# 22 Y.O. British Gal Incredible Talent



## Kevin (Nov 30, 2014)

She'll either make you want to quit or she'll encourage you to up your game. She makes me want to cut off my arms......

http://www.yvonnearlott.com/

Reactions: Way Cool 6


----------



## Schroedc (Nov 30, 2014)

Thanks Kevin... I just threw everything away and applied for a factory job.

Reactions: Agree 1


----------



## Karl_99 (Nov 30, 2014)

She does some amazing work! Very talented young lady.


----------



## Kevin (Nov 30, 2014)

Wait that's weird. I read somewhere on her site she only been turning 3 years but elsewhere it says different. I'll edit the title - still no matter her experience most of us will never reach anywhere close tothat level in our lifetimes.


----------



## Mike1950 (Nov 30, 2014)

Kevin said:


> Wait that's weird. I read somewhere on her site she only been turning 3 years but elsewhere it says different. I'll edit the title - still no matter her experience most of us will never reach anywhere close tothat level in our lifetimes.



Kinda like a few folks here.

Reactions: Agree 1


----------



## manbuckwal (Nov 30, 2014)

Kevin said:


> Wait that's weird. I read somewhere on her site she only been turning 3 years but elsewhere it says different. I'll edit the title - still no matter her experience most of us will never reach anywhere close tothat level in our lifetimes.



The link you provided says shes been at for many years .

Yvonne Arlott has been woodturning for many years and over that time she has not only progressed into creating works of art but has built up a reputation internationally with her work and woodturning DVD selling all over the world.



In the autumn of 1999 Yvonne took her first cut through the rough dirty exterior of a piece of timber to reveal the beautiful grain underneath and was captivated. It was at that moment that she decided to teach herself woodturning and make it her career. She taught herself using books, videos and a lot of trial and error!


----------



## DKMD (Nov 30, 2014)

Impressive stuff! I can see some similarities to Barry's work with the carved stuff. Her piercing reminds me o the work of a friend of mine named Scott Hackler... http://thespinninglog.com/portfolio_category/pierced-work/

Reactions: Agree 3


----------



## ripjack13 (Nov 30, 2014)

Holy cow.....I'm impressed....

*note self. Strive further....


----------



## Alan Sweet (Nov 30, 2014)

... and where did I go wrong in life...

(Seriously considering converting wood working equipment into small boat anchors.)

Reactions: Funny 2


----------



## Mike Jones (Dec 1, 2014)

Kevin said:


> She'll either make you want to quit or she'll encourage you to up your game. She makes me want to cut off my arms......

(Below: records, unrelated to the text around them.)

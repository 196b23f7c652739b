//! Spell lists compiled into the binary.

use strum::{Display, EnumIter, EnumString};

/// Classes whose spell lists ship with the crate.
#[derive(Clone, Copy, Debug, PartialEq, Eq, Hash, Display, EnumString, EnumIter)]
#[strum(serialize_all = "snake_case", ascii_case_insensitive)]
pub enum ClassPreset {
    Rogue,
    Warlock,
}

impl ClassPreset {
    /// RON source of the class's spell definitions.
    pub fn spells_ron(self) -> &'static str {
        match self {
            Self::Rogue => include_str!("../data/spells/rogue.ron"),
            Self::Warlock => include_str!("../data/spells/warlock.ron"),
        }
    }

    /// TOML source of the class's reference loadout.
    pub fn loadout_toml(self) -> &'static str {
        match self {
            Self::Rogue => include_str!("../data/loadouts/rogue.toml"),
            Self::Warlock => include_str!("../data/loadouts/warlock.toml"),
        }
    }
}

#[cfg(test)]
mod tests {
    use super::*;
    use strum::IntoEnumIterator;

    #[test]
    fn parses_case_insensitively() {
        assert_eq!("Rogue".parse::<ClassPreset>().unwrap(), ClassPreset::Rogue);
        assert_eq!("warlock".parse::<ClassPreset>().unwrap(), ClassPreset::Warlock);
        assert!("paladin".parse::<ClassPreset>().is_err());
    }

    #[test]
    fn every_preset_ships_data() {
        for preset in ClassPreset::iter() {
            assert!(!preset.spells_ron().trim().is_empty(), "{preset}");
            assert!(!preset.loadout_toml().trim().is_empty(), "{preset}");
        }
    }
}
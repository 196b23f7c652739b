//! Cast pipeline and event handling.
//!
//! [`CombatEngine`] owns the encounter state, the spellbook and the periodic
//! effect manager. Callers drive it two ways: [`CombatEngine::cast`] starts a
//! cast for a unit, and [`CombatEngine::fire_event`] delivers an event the
//! engine previously asked to be scheduled. Both return reports listing the
//! follow-up events the caller's scheduler must register. The engine never
//! owns a queue itself.

mod error;
mod events;
mod report;
mod resolve;
mod timeline;

pub use error::EngineError;
pub use events::{EventPhase, ScheduledEvent, SimEvent};
pub use report::{CastReport, DamageRecord, EffectFailure, EventReport};

use std::sync::Arc;

use crate::config::SimConfig;
use crate::dot::{DotHandle, DotInstance, DotManager};
use crate::env::{CombatLogEntry, OracleError, SimEnv, compute_seed};
use crate::error::SimError;
use crate::spell::{
    CastContext, CastError, CastState, ConfigError, Points, SpellConfig, Spellbook, finisher,
};
use crate::state::{ActionId, EncounterState, PendingCast, Timestamp, UnitId, UnitState};

/// Nesting limit for wrapper spells casting other spells.
pub const MAX_CAST_DEPTH: u8 = 4;

pub struct CombatEngine {
    config: SimConfig,
    state: EncounterState,
    spells: Spellbook,
    dots: DotManager,
}

impl CombatEngine {
    pub fn new(config: SimConfig) -> Self {
        Self::with_spellbook(config, Spellbook::new())
    }

    pub fn with_spellbook(config: SimConfig, spells: Spellbook) -> Self {
        Self {
            config,
            state: EncounterState::new(),
            spells,
            dots: DotManager::new(),
        }
    }

    pub fn config(&self) -> &SimConfig {
        &self.config
    }

    pub fn state(&self) -> &EncounterState {
        &self.state
    }

    pub fn now(&self) -> Timestamp {
        self.state.now
    }

    pub fn spells(&self) -> &Spellbook {
        &self.spells
    }

    pub fn dots(&self) -> &DotManager {
        &self.dots
    }

    pub fn unit(&self, id: UnitId) -> Option<&UnitState> {
        self.state.unit(id)
    }

    /// Direct access for callers that adjust pools or flags between events.
    pub fn unit_mut(&mut self, id: UnitId) -> Option<&mut UnitState> {
        self.state.unit_mut(id)
    }

    pub fn add_unit(&mut self, unit: UnitState) {
        self.state.units.insert(unit.id, unit);
    }

    pub fn register_spell(&mut self, spell: SpellConfig) -> Result<(), ConfigError> {
        self.spells.register(spell)
    }

    /// Checks that every spell referenced by a wrapper effect is registered.
    pub fn validate_spells(&self) -> Result<(), ConfigError> {
        self.spells.validate()
    }

    /// Moves the clock forward.
    ///
    /// # Errors
    ///
    /// Returns `EngineError::TimeRegression` if `at` lies before the current time.
    pub fn advance_to(&mut self, at: Timestamp) -> Result<(), EngineError> {
        if at < self.state.now {
            return Err(EngineError::TimeRegression {
                now: self.state.now,
                requested: at,
            });
        }
        self.state.now = at;
        Ok(())
    }

    /// Starts a cast of `spell` by `caster` on `target` at the current time.
    ///
    /// Rejections (cooldown, resources, busy caster, unknown ids, dead target,
    /// a collaborator the spell needs but `env` lacks) happen before any state
    /// changes. Once the cost is paid the cast is
    /// committed: with a cast time it parks in `Casting` and the report carries
    /// a `CastComplete` event; without one it resolves immediately.
    pub fn cast(
        &mut self,
        caster: UnitId,
        spell: ActionId,
        target: UnitId,
        env: &SimEnv<'_>,
    ) -> Result<CastReport, CastError> {
        let result = self.start_cast(caster, spell, target, env);
        if let Err(err) = &result {
            tracing::debug!(
                "{} rejected cast of {} on {}: {}",
                caster,
                spell,
                target,
                err
            );
            env.record(CombatLogEntry::CastRejected {
                at: self.state.now,
                caster,
                spell,
                code: err.error_code(),
            });
        }
        result
    }

    fn start_cast(
        &mut self,
        caster: UnitId,
        spell_id: ActionId,
        target: UnitId,
        env: &SimEnv<'_>,
    ) -> Result<CastReport, CastError> {
        let now = self.state.now;
        let spell = self
            .spells
            .get(spell_id)
            .ok_or(CastError::UnknownSpell(spell_id))?;

        let unit = self
            .state
            .unit(caster)
            .filter(|unit| unit.alive)
            .ok_or(CastError::UnknownUnit(caster))?;
        if let Some(pending) = &unit.casting {
            return Err(CastError::AlreadyCasting {
                resume_at: pending.resume_at,
            });
        }
        if spell.triggers_gcd() && unit.on_gcd(now) {
            return Err(CastError::OnGlobalCooldown {
                ready_at: unit.gcd_ready_at,
            });
        }
        if !self.state.is_valid_target(target) {
            return Err(CastError::InvalidTarget(target));
        }

        let stats = env
            .stats()?
            .attacker(caster)
            .ok_or(OracleError::UnitStatsNotFound(caster))?;
        if spell.roll.needs_roll() {
            env.stats()?
                .defender(target)
                .ok_or(OracleError::UnitStatsNotFound(target))?;
        }
        self.require_oracles(&spell, env, 0)?;

        let unit = self
            .state
            .unit_mut(caster)
            .ok_or(CastError::UnknownUnit(caster))?;

        // Charge is all-or-nothing; nothing before this point mutates state.
        let paid = match &spell.cost {
            Some(cost) => {
                let amount = cost.amount(&stats);
                unit.pools.charge(cost.kind, amount)?;
                Some((cost.kind, amount))
            }
            None => None,
        };

        if spell.triggers_gcd() {
            unit.gcd_ready_at = now + spell.timing.gcd(&stats, &self.config);
        }
        let points = if spell.is_finisher() {
            finisher::observe(&unit.pools)
        } else {
            Points::ZERO
        };
        let cast_time_ms = spell.timing.cast_time(&stats);

        if let Some((kind, amount)) = paid {
            env.record(CombatLogEntry::ResourceChanged {
                at: now,
                unit: caster,
                kind,
                delta: -amount,
            });
        }
        env.record(CombatLogEntry::CastStarted {
            at: now,
            caster,
            spell: spell_id,
            target,
            cast_time_ms,
        });

        if cast_time_ms > 0 {
            let resume_at = now + cast_time_ms;
            unit.casting = Some(PendingCast {
                spell: spell_id,
                target,
                points,
                paid,
                started_at: now,
                resume_at,
            });
            tracing::debug!("{} casting {} until {}", caster, spell_id, resume_at);

            let mut report = CastReport::new(caster, spell_id, target, points);
            report.state = CastState::Casting { resume_at };
            report.paid = paid;
            report
                .scheduled
                .push(ScheduledEvent::new(resume_at, SimEvent::CastComplete { caster }));
            return Ok(report);
        }

        let ctx = CastContext {
            caster,
            target,
            spell,
            points,
            paid,
            cast_time_ms,
            outcome: None,
            depth: 0,
        };
        Ok(self.resolve(ctx, env))
    }

    /// Delivers an event previously returned in a report.
    ///
    /// Events whose subject no longer exists (a cancelled or refreshed
    /// periodic effect, an interrupted cast) produce a stale, empty report.
    ///
    /// # Errors
    ///
    /// Returns `EngineError::EventNotDue` if the clock has not reached the
    /// event's due time.
    pub fn fire_event(
        &mut self,
        event: SimEvent,
        env: &SimEnv<'_>,
    ) -> Result<EventReport, EngineError> {
        match event {
            SimEvent::CastComplete { caster } => self.complete_cast(caster, env),
            SimEvent::DotTick { handle } => self.tick_dot(handle, env),
            SimEvent::ResourceRegen { unit, kind, amount } => self.regen(unit, kind, amount, env),
        }
    }

    /// Cancels one periodic effect. Its queued tick becomes stale.
    pub fn cancel_dot(&mut self, handle: DotHandle, env: &SimEnv<'_>) -> Option<DotInstance> {
        let instance = self.dots.cancel(handle)?;
        env.record(CombatLogEntry::DotCancelled {
            at: self.state.now,
            key: instance.key,
        });
        Some(instance)
    }

    /// Marks a unit dead, drops its pending cast and cancels every periodic
    /// effect ticking on it.
    pub fn remove_unit(&mut self, id: UnitId, env: &SimEnv<'_>) -> Vec<DotInstance> {
        let Some(unit) = self.state.unit_mut(id) else {
            return Vec::new();
        };
        unit.alive = false;
        unit.casting = None;

        let cancelled = self.dots.cancel_target(id);
        for instance in &cancelled {
            env.record(CombatLogEntry::DotCancelled {
                at: self.state.now,
                key: instance.key,
            });
        }
        tracing::debug!("{} removed, {} periodic effects cancelled", id, cancelled.len());
        cancelled
    }

    /// Draws a uniform value for `unit`, advancing the roll nonce.
    fn draw(&mut self, unit: UnitId, context: u32, env: &SimEnv<'_>) -> Result<f64, OracleError> {
        let rng = env.rng()?;
        let nonce = self.state.next_nonce();
        Ok(rng.uniform(compute_seed(self.config.seed, nonce, unit.0, context)))
    }

    fn spell(&self, id: ActionId) -> Option<Arc<SpellConfig>> {
        self.spells.get(id)
    }
}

This young lady might inspire you further to cut off one of your arms........might improve your ability!

Reactions: Like 3


----------



## Patrude (Dec 1, 2014)

Wow that's awesome! One can only imagine


----------



## DLJeffs (Dec 1, 2014)

Her web site says she is going to be exhibiting her work at a show in Truro and "also signing my new sci-fi book". So who has time to turn that kind of detail work and write books? British girls don't need sleep?


----------



## Kevin (Dec 1, 2014)

DLJeffs said:


> "also signing my new sci-fi book"



I bet JK Rowling influenced a million British girls & women to try their hand at fame and fortune via writing.


----------



## DKMD (Dec 1, 2014)

I'm just waiting for somebody to post the video link to the guy that turns chess pieces with a skew using a hand-powered lathe and his feet...


----------



## Cody Killgore (Dec 1, 2014)



Reactions: Thank You! 1 | Funny 2


----------



## Tony (Dec 1, 2014)

Kevin said:


> She makes me want to cut off my arms......



Hell, she could cut off both arms and still be 10x better than me on a lathe!

Reactions: Funny 1


----------



## Kevin (Dec 2, 2014)

Cody Killgore said:


>



I could do that in my sleep. In fact, I do stuff like that in my sleep all the time. It's called dreaming.

Reactions: Funny 4


----------



## MikeMD (Dec 12, 2014)

I am SO jealous of that guy. Did you see that full head of hair?!?!?! Oh yeah, and that incredible turning ability...can't forget that.

I think we've just been chicked by the OP's link and the weight lifter. I think I'll go have a beer or two. HA! Now there's something I can do that the weight lifter can't...I can drink two fisted! Um, maybe that was a bit insensitive...


----------



## Kevin (Dec 12, 2014)

MikeMD said:


> Now there's something I can do that the weight lifter can't...I can drink two fisted! Um, maybe that was a bit insensitive...



She can probably kick your ass though. How insensitive is that!

Reactions: Like 1


----------



## MikeMD (Dec 14, 2014)

Kick away, let her kick...away...


----------